[Records from a data source]
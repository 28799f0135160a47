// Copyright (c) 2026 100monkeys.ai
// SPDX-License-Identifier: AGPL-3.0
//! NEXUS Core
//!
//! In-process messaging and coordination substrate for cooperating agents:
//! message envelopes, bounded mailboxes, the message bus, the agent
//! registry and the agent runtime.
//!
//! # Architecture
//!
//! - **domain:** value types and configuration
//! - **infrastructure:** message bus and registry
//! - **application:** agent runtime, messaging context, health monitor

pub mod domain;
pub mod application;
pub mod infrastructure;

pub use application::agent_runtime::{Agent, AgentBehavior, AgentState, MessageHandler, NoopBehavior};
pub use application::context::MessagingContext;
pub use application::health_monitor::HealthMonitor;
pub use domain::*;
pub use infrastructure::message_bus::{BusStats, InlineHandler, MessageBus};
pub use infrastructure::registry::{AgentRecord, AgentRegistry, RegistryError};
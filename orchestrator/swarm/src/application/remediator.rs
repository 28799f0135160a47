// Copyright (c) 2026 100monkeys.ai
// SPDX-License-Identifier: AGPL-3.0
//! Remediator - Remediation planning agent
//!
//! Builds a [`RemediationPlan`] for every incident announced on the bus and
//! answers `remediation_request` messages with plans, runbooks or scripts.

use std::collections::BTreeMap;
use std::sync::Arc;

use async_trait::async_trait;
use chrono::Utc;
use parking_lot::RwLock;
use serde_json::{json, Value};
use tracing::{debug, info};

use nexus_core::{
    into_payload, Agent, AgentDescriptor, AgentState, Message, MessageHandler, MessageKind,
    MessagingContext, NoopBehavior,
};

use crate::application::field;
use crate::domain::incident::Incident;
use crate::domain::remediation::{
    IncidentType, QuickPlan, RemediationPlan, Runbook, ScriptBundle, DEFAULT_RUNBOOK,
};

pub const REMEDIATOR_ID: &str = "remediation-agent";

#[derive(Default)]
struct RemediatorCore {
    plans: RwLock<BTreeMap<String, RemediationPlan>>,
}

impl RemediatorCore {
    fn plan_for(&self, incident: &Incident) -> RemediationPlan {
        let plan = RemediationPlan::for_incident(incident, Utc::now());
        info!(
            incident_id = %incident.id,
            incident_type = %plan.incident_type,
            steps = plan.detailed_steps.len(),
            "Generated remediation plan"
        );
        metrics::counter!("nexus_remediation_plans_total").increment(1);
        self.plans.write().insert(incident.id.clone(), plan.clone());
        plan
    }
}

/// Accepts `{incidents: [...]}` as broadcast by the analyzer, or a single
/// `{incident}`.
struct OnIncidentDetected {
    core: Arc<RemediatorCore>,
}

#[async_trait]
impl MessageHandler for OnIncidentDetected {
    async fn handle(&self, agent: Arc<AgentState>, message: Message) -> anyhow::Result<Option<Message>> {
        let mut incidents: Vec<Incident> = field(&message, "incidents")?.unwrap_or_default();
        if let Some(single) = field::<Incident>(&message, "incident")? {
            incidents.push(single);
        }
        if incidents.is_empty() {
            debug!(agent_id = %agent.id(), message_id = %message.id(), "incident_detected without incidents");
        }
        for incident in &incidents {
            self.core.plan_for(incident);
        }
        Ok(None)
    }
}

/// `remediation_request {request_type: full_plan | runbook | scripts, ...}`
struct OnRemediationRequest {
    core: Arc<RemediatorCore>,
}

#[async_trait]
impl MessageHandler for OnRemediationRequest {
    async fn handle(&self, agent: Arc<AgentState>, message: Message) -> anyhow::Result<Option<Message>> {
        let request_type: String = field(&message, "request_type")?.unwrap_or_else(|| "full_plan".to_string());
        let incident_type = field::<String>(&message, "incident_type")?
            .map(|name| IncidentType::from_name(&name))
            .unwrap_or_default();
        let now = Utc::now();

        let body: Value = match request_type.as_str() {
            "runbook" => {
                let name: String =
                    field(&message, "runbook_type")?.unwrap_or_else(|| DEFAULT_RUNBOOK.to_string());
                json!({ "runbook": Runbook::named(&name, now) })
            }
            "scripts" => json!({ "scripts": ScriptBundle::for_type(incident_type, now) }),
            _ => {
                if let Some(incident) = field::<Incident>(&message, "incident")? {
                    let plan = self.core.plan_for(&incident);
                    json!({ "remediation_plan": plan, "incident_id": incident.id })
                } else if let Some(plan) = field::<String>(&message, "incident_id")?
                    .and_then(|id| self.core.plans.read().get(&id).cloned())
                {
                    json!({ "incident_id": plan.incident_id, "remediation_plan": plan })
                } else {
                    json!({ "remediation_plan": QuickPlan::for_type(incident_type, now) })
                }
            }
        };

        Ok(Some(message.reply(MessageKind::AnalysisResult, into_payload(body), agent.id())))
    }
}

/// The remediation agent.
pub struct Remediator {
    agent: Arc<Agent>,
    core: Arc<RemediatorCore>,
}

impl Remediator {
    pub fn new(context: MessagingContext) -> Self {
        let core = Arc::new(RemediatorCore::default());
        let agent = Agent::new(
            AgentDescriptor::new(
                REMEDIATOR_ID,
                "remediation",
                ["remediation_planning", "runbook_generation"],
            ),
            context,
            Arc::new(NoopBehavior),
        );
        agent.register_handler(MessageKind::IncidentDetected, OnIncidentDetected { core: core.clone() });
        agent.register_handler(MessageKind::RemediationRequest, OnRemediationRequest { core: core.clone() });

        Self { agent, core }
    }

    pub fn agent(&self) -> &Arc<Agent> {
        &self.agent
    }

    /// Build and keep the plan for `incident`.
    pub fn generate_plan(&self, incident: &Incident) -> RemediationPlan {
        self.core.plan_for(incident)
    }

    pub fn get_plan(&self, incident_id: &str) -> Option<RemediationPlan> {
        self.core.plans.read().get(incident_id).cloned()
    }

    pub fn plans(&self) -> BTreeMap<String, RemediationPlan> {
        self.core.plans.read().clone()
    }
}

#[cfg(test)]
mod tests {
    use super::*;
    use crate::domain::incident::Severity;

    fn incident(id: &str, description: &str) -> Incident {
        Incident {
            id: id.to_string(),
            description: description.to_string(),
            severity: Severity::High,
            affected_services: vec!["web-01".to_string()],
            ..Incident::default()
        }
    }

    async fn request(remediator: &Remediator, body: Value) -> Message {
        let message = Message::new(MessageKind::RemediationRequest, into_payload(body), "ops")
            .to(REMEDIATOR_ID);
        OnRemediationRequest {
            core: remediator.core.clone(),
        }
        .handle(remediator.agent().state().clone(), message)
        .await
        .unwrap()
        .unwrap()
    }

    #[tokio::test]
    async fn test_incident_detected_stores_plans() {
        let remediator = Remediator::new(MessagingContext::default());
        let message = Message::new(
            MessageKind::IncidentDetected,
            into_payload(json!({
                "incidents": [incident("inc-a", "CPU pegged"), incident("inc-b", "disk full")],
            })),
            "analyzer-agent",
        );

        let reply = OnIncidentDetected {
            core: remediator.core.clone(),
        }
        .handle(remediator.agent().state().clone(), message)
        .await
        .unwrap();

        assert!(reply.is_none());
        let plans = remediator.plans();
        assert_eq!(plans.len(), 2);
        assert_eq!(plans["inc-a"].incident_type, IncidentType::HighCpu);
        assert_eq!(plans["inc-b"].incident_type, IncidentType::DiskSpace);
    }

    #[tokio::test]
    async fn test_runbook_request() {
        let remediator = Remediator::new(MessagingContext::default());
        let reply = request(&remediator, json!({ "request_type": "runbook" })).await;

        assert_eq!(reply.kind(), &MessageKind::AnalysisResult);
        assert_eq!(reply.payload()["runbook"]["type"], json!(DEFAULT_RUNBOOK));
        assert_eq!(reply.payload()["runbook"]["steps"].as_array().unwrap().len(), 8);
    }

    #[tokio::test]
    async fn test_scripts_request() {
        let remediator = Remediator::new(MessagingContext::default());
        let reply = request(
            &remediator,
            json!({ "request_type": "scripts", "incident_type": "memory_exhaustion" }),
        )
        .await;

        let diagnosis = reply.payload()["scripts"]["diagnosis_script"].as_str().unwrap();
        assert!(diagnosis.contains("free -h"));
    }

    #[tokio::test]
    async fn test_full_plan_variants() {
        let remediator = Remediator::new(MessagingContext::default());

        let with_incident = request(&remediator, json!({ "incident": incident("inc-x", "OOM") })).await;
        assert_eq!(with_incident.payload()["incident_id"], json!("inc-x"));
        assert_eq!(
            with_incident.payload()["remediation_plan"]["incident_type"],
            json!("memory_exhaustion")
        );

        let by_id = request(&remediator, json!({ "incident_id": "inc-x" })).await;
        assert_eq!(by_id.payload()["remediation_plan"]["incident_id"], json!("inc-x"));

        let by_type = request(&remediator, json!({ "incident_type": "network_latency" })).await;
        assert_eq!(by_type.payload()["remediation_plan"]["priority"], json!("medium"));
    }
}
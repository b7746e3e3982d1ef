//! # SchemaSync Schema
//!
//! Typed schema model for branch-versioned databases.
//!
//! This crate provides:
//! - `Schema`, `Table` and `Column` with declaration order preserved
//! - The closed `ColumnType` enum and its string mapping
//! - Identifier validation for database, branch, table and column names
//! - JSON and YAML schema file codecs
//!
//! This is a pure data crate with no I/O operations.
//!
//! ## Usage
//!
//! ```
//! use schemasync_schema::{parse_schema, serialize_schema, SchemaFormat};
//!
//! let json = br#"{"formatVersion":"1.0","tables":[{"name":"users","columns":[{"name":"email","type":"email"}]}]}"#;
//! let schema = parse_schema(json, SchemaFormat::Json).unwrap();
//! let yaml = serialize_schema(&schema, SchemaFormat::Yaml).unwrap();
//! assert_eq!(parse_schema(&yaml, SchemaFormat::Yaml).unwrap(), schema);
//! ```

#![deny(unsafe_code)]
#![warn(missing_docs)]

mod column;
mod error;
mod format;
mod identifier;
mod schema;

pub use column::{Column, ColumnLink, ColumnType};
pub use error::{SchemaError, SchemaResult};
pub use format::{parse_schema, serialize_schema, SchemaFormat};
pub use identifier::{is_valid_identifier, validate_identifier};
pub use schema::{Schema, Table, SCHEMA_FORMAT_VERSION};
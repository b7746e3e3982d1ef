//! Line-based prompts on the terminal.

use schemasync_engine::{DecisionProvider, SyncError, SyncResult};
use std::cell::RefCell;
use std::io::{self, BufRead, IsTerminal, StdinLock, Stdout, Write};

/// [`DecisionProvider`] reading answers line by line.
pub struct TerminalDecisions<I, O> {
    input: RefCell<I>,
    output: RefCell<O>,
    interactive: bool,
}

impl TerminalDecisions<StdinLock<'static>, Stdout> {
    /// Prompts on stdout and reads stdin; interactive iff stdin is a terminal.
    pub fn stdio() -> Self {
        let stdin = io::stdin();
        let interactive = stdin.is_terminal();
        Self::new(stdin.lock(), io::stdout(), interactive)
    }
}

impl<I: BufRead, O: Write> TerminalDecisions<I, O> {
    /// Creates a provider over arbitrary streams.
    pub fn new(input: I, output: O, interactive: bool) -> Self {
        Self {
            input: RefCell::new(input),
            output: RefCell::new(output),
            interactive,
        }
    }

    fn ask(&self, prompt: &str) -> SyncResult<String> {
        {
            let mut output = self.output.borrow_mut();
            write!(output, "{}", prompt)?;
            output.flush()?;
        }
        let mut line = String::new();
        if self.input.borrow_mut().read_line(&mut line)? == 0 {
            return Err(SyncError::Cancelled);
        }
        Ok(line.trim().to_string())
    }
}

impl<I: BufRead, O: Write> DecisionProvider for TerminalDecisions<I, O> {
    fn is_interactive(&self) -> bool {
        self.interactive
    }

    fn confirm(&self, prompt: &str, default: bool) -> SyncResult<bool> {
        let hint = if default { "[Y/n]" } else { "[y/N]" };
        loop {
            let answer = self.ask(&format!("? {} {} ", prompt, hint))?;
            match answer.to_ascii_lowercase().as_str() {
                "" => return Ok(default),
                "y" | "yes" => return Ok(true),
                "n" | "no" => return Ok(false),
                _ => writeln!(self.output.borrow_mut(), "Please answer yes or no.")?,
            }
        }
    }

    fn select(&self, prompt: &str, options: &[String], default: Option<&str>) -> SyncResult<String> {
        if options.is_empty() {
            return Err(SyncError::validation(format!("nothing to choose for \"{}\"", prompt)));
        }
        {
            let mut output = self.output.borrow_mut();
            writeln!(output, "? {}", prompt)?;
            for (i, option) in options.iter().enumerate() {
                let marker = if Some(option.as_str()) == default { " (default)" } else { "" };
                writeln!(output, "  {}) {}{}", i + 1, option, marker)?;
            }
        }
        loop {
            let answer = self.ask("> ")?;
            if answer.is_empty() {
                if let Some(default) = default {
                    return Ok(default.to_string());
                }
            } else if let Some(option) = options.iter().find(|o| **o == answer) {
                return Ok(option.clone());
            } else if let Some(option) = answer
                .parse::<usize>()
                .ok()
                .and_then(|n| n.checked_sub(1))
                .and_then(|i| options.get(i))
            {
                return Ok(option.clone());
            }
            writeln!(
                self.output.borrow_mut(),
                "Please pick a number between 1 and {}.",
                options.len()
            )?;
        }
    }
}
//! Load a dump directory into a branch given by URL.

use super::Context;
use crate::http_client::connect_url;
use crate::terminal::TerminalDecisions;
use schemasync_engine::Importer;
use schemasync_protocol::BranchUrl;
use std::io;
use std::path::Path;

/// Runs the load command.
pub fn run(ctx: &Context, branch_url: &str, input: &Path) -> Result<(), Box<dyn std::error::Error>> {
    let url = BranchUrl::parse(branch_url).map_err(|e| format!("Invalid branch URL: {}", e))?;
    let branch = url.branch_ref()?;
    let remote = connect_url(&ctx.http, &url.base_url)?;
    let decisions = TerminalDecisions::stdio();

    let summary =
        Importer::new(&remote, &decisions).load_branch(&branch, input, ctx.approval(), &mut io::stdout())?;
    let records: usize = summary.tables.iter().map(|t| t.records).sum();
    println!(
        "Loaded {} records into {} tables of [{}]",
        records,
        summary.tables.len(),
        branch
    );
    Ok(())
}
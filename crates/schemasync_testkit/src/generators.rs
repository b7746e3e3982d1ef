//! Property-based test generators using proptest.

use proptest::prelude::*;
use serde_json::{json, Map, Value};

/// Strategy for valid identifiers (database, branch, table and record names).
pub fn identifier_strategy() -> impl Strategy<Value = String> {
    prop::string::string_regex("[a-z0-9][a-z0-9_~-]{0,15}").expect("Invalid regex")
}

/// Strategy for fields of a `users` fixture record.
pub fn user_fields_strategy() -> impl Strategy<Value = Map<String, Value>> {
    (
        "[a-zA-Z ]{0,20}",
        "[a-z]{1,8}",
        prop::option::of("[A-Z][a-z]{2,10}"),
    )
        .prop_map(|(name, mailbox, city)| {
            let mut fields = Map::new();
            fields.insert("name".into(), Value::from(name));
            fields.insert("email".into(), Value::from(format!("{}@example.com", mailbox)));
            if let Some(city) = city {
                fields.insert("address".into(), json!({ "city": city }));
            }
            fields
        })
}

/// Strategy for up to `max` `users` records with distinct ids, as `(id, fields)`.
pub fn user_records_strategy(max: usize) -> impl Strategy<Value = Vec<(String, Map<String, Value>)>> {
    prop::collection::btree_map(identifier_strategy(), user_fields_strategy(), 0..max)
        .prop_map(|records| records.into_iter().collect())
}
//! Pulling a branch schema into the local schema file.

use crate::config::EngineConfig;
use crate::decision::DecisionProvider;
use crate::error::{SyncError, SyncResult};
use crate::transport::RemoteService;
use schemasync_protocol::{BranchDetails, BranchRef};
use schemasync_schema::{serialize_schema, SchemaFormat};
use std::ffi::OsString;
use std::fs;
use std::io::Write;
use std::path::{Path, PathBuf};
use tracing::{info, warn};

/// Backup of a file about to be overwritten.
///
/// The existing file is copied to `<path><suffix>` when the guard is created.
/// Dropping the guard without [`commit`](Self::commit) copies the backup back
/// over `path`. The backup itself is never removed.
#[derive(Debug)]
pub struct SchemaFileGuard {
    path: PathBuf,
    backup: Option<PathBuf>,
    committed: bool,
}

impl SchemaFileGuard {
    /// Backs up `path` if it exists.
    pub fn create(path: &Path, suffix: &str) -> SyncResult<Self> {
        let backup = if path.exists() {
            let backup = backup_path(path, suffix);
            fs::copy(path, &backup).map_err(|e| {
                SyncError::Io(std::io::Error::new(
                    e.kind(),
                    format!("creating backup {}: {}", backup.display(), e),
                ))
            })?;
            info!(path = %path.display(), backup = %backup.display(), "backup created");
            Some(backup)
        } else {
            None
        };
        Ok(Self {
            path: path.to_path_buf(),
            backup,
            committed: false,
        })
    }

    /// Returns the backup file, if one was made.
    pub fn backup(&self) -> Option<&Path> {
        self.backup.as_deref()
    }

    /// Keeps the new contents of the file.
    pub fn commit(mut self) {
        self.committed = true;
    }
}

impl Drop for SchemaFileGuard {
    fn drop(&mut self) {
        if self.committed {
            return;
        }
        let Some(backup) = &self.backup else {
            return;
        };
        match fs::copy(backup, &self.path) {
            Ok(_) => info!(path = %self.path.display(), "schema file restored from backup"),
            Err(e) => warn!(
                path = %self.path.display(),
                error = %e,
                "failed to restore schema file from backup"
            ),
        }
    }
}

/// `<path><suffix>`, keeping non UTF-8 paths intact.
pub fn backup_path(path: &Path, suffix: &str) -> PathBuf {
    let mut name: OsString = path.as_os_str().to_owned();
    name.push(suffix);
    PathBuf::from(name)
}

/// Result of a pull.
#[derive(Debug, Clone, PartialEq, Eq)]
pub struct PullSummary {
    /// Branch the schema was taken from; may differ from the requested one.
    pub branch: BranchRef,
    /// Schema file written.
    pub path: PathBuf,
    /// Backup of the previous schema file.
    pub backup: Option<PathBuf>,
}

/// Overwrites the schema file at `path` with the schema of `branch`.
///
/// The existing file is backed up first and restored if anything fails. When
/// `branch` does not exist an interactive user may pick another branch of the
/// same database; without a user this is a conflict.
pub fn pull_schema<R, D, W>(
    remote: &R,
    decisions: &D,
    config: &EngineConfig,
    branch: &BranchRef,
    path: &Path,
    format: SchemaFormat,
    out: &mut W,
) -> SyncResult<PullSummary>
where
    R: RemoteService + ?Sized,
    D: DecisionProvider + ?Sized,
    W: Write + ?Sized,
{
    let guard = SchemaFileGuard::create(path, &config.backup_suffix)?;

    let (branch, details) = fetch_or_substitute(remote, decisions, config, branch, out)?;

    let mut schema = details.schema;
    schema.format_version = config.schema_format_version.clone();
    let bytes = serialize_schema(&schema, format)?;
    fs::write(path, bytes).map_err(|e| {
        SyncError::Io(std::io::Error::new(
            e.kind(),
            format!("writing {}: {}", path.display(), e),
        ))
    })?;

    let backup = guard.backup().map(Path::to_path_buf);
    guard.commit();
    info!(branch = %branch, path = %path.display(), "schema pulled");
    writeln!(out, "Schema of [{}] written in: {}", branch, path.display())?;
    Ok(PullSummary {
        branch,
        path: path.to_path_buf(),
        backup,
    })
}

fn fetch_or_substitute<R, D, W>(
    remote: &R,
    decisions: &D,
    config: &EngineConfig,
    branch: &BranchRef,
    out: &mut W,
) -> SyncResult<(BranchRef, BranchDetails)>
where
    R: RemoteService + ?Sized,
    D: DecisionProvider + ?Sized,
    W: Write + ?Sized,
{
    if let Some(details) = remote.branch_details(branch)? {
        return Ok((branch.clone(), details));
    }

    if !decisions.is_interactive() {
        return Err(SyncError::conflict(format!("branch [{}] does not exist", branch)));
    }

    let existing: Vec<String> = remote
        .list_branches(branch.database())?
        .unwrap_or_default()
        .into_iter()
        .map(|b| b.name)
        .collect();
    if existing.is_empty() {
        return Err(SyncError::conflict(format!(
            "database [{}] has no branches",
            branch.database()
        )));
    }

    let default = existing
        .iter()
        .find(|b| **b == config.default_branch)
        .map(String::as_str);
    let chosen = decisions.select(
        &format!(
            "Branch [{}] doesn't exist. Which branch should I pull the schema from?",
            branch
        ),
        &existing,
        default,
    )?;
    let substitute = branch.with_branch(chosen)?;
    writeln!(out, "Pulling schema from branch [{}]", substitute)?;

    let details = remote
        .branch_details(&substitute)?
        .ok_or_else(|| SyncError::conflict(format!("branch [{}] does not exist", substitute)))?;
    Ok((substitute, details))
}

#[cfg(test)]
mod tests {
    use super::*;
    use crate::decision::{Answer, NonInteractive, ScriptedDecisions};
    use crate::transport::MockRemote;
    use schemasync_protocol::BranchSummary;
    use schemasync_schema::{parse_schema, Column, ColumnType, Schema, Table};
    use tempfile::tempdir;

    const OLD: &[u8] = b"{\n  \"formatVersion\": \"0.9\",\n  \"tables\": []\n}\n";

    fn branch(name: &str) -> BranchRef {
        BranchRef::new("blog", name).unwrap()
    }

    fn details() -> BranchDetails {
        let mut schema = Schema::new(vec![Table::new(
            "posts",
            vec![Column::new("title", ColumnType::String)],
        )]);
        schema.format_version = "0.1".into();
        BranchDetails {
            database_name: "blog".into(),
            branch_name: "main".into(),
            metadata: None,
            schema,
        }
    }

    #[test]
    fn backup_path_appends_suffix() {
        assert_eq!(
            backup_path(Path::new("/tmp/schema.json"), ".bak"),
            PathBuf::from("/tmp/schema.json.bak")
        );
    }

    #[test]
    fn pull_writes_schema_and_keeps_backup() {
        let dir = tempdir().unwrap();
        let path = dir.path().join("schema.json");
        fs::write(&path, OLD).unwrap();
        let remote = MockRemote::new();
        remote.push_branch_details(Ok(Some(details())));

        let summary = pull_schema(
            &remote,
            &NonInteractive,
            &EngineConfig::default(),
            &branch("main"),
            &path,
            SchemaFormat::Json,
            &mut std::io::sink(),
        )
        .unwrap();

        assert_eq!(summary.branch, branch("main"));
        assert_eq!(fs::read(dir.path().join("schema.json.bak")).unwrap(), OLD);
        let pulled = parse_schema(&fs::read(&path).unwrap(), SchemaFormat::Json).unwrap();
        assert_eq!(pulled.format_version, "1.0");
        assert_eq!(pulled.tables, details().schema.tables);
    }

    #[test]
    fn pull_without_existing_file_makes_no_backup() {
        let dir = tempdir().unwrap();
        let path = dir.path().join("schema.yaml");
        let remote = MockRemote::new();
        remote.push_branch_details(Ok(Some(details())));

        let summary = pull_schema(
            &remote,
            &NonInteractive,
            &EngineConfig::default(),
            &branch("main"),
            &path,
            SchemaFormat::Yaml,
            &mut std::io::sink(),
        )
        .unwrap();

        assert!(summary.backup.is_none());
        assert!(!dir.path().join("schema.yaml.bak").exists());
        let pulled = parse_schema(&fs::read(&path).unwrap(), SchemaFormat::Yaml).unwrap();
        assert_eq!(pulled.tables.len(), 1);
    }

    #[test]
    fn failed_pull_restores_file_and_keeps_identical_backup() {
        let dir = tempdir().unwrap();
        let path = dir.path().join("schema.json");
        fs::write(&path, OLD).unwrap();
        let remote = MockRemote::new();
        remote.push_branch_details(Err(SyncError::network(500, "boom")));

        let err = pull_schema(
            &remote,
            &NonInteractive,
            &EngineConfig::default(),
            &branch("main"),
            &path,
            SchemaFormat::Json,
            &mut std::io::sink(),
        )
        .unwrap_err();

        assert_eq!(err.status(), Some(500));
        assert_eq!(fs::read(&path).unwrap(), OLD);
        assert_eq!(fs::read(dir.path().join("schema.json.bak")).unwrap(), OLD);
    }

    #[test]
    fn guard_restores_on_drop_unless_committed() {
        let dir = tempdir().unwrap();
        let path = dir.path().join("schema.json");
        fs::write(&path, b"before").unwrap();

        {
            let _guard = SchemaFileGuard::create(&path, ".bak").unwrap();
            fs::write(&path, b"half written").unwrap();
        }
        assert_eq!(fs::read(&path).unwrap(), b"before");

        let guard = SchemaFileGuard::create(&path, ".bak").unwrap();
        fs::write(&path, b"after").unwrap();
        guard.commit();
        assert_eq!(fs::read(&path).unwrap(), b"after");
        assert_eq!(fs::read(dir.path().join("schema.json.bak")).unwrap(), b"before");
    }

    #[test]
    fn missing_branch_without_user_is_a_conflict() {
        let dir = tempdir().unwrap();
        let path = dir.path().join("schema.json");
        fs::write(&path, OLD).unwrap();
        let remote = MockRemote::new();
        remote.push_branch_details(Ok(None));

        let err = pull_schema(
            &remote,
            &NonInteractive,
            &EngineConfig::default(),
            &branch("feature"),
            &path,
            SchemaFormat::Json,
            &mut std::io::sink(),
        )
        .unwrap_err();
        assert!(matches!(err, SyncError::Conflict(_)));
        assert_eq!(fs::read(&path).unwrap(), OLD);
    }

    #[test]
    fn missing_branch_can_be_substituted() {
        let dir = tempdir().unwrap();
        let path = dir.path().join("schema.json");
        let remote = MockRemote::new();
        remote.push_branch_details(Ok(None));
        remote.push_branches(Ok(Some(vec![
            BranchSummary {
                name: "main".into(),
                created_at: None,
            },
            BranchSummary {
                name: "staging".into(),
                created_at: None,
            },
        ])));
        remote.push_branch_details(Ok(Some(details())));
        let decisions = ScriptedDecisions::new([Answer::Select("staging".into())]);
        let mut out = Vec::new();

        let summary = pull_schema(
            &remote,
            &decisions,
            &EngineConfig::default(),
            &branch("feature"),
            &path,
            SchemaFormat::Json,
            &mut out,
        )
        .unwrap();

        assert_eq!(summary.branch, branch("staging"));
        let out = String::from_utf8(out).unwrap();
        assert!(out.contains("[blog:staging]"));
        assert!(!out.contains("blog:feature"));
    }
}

**Task prompt:** Respond with nothing but the number of lines in the entries that contain the string "input".

**Solution for this exercise:** 6